Browser features were a hot topic back at the early risings of the browser wars, which led to the highly similar look and feel that most browsers have. Most internet browsers as of the “Verson 4” era, and some even before that, had nifty and highly underused export functions for bookmarks and other info. These were originally put there by developers to make it easier for you to make backups or to move to another computer. During the aforementioned wars, the browsers started writing these backup files for bookmarks in HTML (and then XML) format. This was a huge development because Bob had a really awesome link collection that was easy to navigate and had all the good sites for researching the Flying Spaghetti Monster.

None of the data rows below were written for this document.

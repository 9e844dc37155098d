use std::collections::BTreeMap;
use std::fs;
use std::path::{Path, PathBuf};

use log::debug;

use crate::aggregate::table::{MetricTable, baseline_rows, write_tsv};
use crate::core::constants::baselines;
use crate::core::error::{EvalError, Result};
use crate::core::types::{Algorithm, LogRecord, RunScores, ScoreKind};

/// A table file written to disk
#[derive(Debug, Clone, PartialEq, Eq)]
pub struct WrittenTable {
    pub path: PathBuf,
    /// Data rows, header excluded
    pub data_rows: usize,
}

/// Accumulates run scores per algorithm until they are written out.
#[derive(Debug, Default)]
pub struct Aggregator {
    tables: BTreeMap<(Algorithm, ScoreKind), MetricTable>,
    popularity: Option<RunScores>,
    name: Option<RunScores>,
}

impl Aggregator {
    pub fn new() -> Self {
        Self::default()
    }

    /// Record the scores of one run.
    ///
    /// Baselines keep only the latest run; parameterized algorithms append a
    /// row to both of their tables.
    pub fn add(&mut self, record: &LogRecord, scores: RunScores) -> Result<()> {
        match (record.algorithm.family(), record.parameter) {
            (None, _) => {
                if record.algorithm == Algorithm::Popularity {
                    self.popularity = Some(scores);
                } else {
                    self.name = Some(scores);
                }
                debug!("{} baseline set from run {}", record.algorithm, record.run_tag);
            }
            (Some(family), Some(parameter)) => {
                for kind in ScoreKind::ALL {
                    self.tables
                        .entry((record.algorithm, kind))
                        .or_insert_with(|| MetricTable::new(family, kind))
                        .push(parameter, scores.get(kind));
                }
                debug!(
                    "{} parameter={parameter} rprec={} ndcg={}",
                    record.algorithm, scores.rprecision, scores.ndcg20
                );
            }
            (Some(_), None) => {
                return Err(EvalError::MissingParameter(format!(
                    "{} run {}",
                    record.algorithm, record.run_tag
                )));
            }
        }
        Ok(())
    }

    pub fn table(&self, algorithm: Algorithm, kind: ScoreKind) -> Option<&MetricTable> {
        self.tables.get(&(algorithm, kind))
    }

    pub fn popularity(&self) -> Option<RunScores> {
        self.popularity
    }

    pub fn name(&self) -> Option<RunScores> {
        self.name
    }

    /// Number of parameterized runs recorded
    pub fn run_count(&self) -> usize {
        Algorithm::PARAMETERIZED
            .iter()
            .filter_map(|a| self.table(*a, ScoreKind::RPrecision))
            .map(MetricTable::len)
            .sum()
    }

    /// Write both baseline tables and all 18 algorithm tables into `output_dir`.
    ///
    /// Algorithms without runs get an empty file.
    pub fn write_all(&self, output_dir: &Path) -> Result<Vec<WrittenTable>> {
        fs::create_dir_all(output_dir)?;
        let mut written = Vec::new();

        for (file_name, scores) in [
            (baselines::POPULARITY_FILE, self.popularity),
            (baselines::NAME_FILE, self.name),
        ] {
            let path = output_dir.join(file_name);
            let rows = baseline_rows(scores);
            write_tsv(&path, &rows)?;
            written.push(WrittenTable {
                path,
                data_rows: rows.len(),
            });
        }

        for kind in ScoreKind::ALL {
            for algorithm in Algorithm::PARAMETERIZED {
                let Some(file_name) = algorithm.table_file_name(kind) else {
                    continue;
                };
                let path = output_dir.join(file_name);
                let rows = self
                    .table(algorithm, kind)
                    .map(MetricTable::to_tsv_rows)
                    .unwrap_or_default();
                write_tsv(&path, &rows)?;
                written.push(WrittenTable {
                    path,
                    data_rows: rows.len().saturating_sub(1),
                });
            }
        }

        Ok(written)
    }
}
use std::path::{Path, PathBuf};

use crate::core::error::{EvalError, Result};

/// List the regular files directly inside `dir`, sorted by file name.
///
/// Hidden and git-ignored files are included; subdirectories are not entered.
pub fn list_log_files(dir: &Path) -> Result<Vec<PathBuf>> {
    if !dir.exists() {
        return Err(EvalError::FileNotFound(dir.display().to_string()));
    }
    if !dir.is_dir() {
        return Err(EvalError::InvalidArgument(format!(
            "'{}' is not a directory",
            dir.display()
        )));
    }

    let mut builder = ignore::WalkBuilder::new(dir);
    builder
        .standard_filters(false)
        .max_depth(Some(1))
        .sort_by_file_name(|a, b| a.cmp(b));

    let mut files = Vec::new();
    for entry in builder.build() {
        let entry = entry?;
        if entry.depth() == 0 {
            continue;
        }
        let entry_path = entry.path();
        if entry_path.is_file() {
            files.push(entry_path.to_path_buf());
        }
    }

    Ok(files)
}

/// File name of a path as UTF-8, if it has one
pub fn file_name_str(path: &Path) -> Option<&str> {
    path.file_name().and_then(|name| name.to_str())
}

All he had to do was hit “export bookmarks” and “viola!,” It created a file that he could give to me on 5.25″ floppy, or by cc:Mail. When I got the file, I had the option of importing it the old way, or even just opening it with one of my browsers. If I chose the latter, I got a nicely indented, formatted page of clickable links, including the helpful notes he had made about each link.
Fast forward a hundred years. Or, in non-infotech terms, six or seven years. Today’s users have bandwidth to burn, the power of Google in their right holster, and the twitchiest mouse fingers this side of the Pecos. Sharing links is simple, because it’s a built-in feature of everything.
People find it easy to shoot a link over to their friends by email or by IM. During the dawn of web 2.0 (which you don’t really hear that much anymore, oddly), some sites hit the public by storm whose primary function was to keep a live page of links (bookmarks) relevant to the people who visit the site. Shortly after, they added message board functionality to the site. This allowed you as a member of TheBobSite to see the latest link, as well as an ongoing discussion between the other people visiting the site, and also to post your reactions and feelings regarding the link.
The killer part was when the live voting came into play. Next to the links now, there is a vote counter, allowing you as a user to vote “yay or nay” on the relevancy or value of the link at hand. The more people like a link, the closer to the top it goes. As new links become more popular, they churn their way to the top.
I hope this didn’t meander too much. Here are a few “favorites” to click if you are still confused. Sometimes seeing it makes it all come together.
- SlashDotGeek news
- DiggEverything
- Sk*rtDigg, for women
- Huggenvironmental links
- Del.icio.usEverything
- RedditEverything
These aren’t in any particular order and are far, far, far from being an exhaustive list.